What the in-process lock and the store lease guarantee — and what they don't

Concurrency & exactly-once

ctx.step runs a side effect exactly once per run — as long as activations of that run don't overlap. This page explains what enforces that, the difference between mutual exclusion and exactly-once, and how to close the remaining gap.

Three levels of protection

1. In-process serialisation (always on)

Within a single process, the runtime serialises overlapping resume / signal / sweep calls for the same run with a per-run mutex. Two sweep ticks that overlap, or a sweep racing an inbound signal, can't both drive the same run at once. This needs no configuration and no store support.

2. Cross-process lease (opt-in via the store)

The in-process mutex does not span processes. If you run several runtime instances against one shared store (multiple workers, multiple regions), two of them can each load the same pre-resume state and both drive it.

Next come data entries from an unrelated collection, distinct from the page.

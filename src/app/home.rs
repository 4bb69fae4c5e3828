// SPDX-License-Identifier: MPL-2.0
//! Demo screen: one button per toast flavor, plus a scoped toast overlay.
//!
//! The screen never looks the application toasts up: it receives them
//! through the `toasts` argument of [`State::update`].

use crate::toast::{
    self, Settings, ShowToast, Toast, ToastConfig, ToastContent, ToastPosition,
};
use crate::ui::design_tokens::{spacing, typography};
use iced::widget::{button, column, text, Column, Container, Stack};
use iced::{alignment, Element, Length, Subscription};

#[derive(Debug, Clone)]
pub enum Message {
    TopToast,
    CenterToast,
    BottomToast,
    RefToast,
    Scoped(toast::Message),
}

#[derive(Debug)]
pub struct State {
    /// Overlay owned by this screen and driven through its handle.
    scoped: Toast,
}

impl State {
    #[must_use]
    pub fn new(settings: Settings) -> Self {
        Self {
            scoped: Toast::new(settings),
        }
    }

    pub fn update(&mut self, message: Message, toasts: &mut impl ShowToast) {
        match message {
            Message::TopToast => {
                toasts.show_toast(
                    ToastConfig::info("This is top toast 👆").position(ToastPosition::Top),
                );
            }
            Message::CenterToast => {
                toasts.show_toast(
                    ToastConfig::success(rich_body()).position(ToastPosition::Center),
                );
            }
            Message::BottomToast => {
                toasts.show_toast(
                    ToastConfig::error("Bottom toast 👇").position(ToastPosition::Bottom),
                );
            }
            Message::RefToast => {
                self.scoped.handle().show_toast(
                    ToastConfig::success(rich_body()).position(ToastPosition::Bottom),
                );
            }
            Message::Scoped(message) => self.scoped.update(message),
        }
    }

    pub fn view(&self) -> Element<'_, Message> {
        let buttons = Column::new()
            .spacing(spacing::MD)
            .align_x(alignment::Horizontal::Center)
            .push(demo_button("Top Toast", Message::TopToast))
            .push(demo_button("Center Toast", Message::CenterToast))
            .push(demo_button("Bottom Toast", Message::BottomToast))
            .push(demo_button("Ref Toast", Message::RefToast));

        let content = Container::new(buttons)
            .width(Length::Fill)
            .height(Length::Fill)
            .align_x(alignment::Horizontal::Center)
            .align_y(alignment::Vertical::Center);

        Stack::new()
            .width(Length::Fill)
            .height(Length::Fill)
            .push(content)
            .push(self.scoped.view().map(Message::Scoped))
            .into()
    }

    pub fn subscription(&self) -> Subscription<Message> {
        self.scoped.subscription().map(Message::Scoped)
    }
}

fn demo_button(label: &str, message: Message) -> Element<'_, Message> {
    button(text(label).size(typography::BODY_LG))
        .padding([spacing::XS, spacing::LG])
        .on_press(message)
        .into()
}

/// Content that is not plain text, rendered as-is inside the toast.
fn rich_body() -> ToastContent {
    ToastContent::rich(|| {
        column![
            text("Saved to your library").size(typography::BODY),
            text("Swipe sideways to dismiss").size(typography::BODY - 2.0),
        ]
        .spacing(spacing::XXS)
        .align_x(alignment::Horizontal::Center)
        .into()
    })
}

#[cfg(test)]
mod tests {
    use super::*;
    use crate::toast::{ToastKind, ToastProvider};

    #[test]
    fn buttons_route_to_the_right_queue() {
        let mut provider = ToastProvider::default();
        let mut home = State::new(Settings::default());

        home.update(Message::TopToast, &mut provider.context());
        home.update(Message::CenterToast, &mut provider.context());
        home.update(Message::BottomToast, &mut provider.context());
        home.update(Message::RefToast, &mut provider.context());

        let queue = provider.toaster().queue();
        assert_eq!(queue.len(), 3);
        for position in ToastPosition::ALL {
            assert_eq!(queue.at(position).count(), 1);
        }
        assert_eq!(
            queue.at(ToastPosition::Bottom).next().map(|r| r.kind()),
            Some(ToastKind::Error)
        );
        assert_eq!(home.scoped.toaster().len(), 1);
    }

    #[test]
    fn center_toast_carries_rich_content() {
        let mut provider = ToastProvider::default();
        let mut home = State::new(Settings::default());
        home.update(Message::CenterToast, &mut provider.context());

        let record = provider
            .toaster()
            .queue()
            .at(ToastPosition::Center)
            .next()
            .expect("center toast should be queued");
        assert!(record.content().as_text().is_none());
    }
}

To extend exclusion across instances, implement the optional acquire / release on your store. The runtime calls acquire before driving a run and release after; if the lease is held elsewhere it returns the run's current state instead of driving it.

const runtime = createRuntime({ store, leaseTtlMs: 30_000 }); // default 30s

leaseTtlMs must exceed the longest expected single activation. MemoryStore implements the lease exactly; UnstorageStore implements it best-effort — its read-check-write is not atomic, so two callers racing on a non-CAS driver can both win.

For race-free cross-process exclusion you need a store backed by an atomic primitive:

  • RedisSET key token NX PX ttl.
  • SQL (Postgres/MySQL) — a row lock (SELECT … FOR UPDATE) or advisory lock.
  • Durable Object — execution inside a DO is already serialised, so acquire is a plain in-object check (and the cleanest correct implementation).

Mutual exclusion is not crash-proof exactly-once

A lease gives mutual exclusion: no two activations run concurrently. It does not give crash-proof exactly-once. Consider one process that:

  1. acquires the lease,
  2. runs a ctx.step side effect (sends an email),
  3. crashes before persisting the step record.

The lease eventually expires, another worker acquires it, replays the run, finds no record for that step, and runs it again — the email is sent twice. This is fundamental: a lock cannot make a side effect and its durable record commit atomically when the effect lives in a different system from the store.

acquire ── step.fn() runs (email sent) ── ✗ crash ── lease expires ── re-acquire ── step.fn() runs again
                                          ↑ record never persisted, so replay re-runs it

So the precise guarantees are:

MechanismGuarantee
In-process mutexNo concurrent double-exec within one process
Store lease (acquire/release)No concurrent double-exec across processes
Idempotent effectsThe only path to true exactly-once across crashes

Closing the crash window

Make the effect itself idempotent, keyed on the stable, replay-deterministic id runId:stepId:

run: async (ctx) => {
    await ctx.step("charge", () =>
        // the same idempotency key on replay → the provider dedupes the retry
        stripe.charges.create({ amount, currency }, { idempotencyKey: `${ctx.runId}:charge` }),
    );
};

With idempotent effects you get end-to-end exactly-once even across crashes; without them, treat delivery as at-least-once and design the downstream to tolerate a retry.

Why not optimistic concurrency (CAS on save)?

Compare-and-swap on the persisted record prevents the history from diverging, but the losing activation has already executed the side effect before its save is rejected — so CAS alone yields at-least-once effects. To prevent the execution (not just the write) you must take the lock before driving, which is why the lease is pessimistic.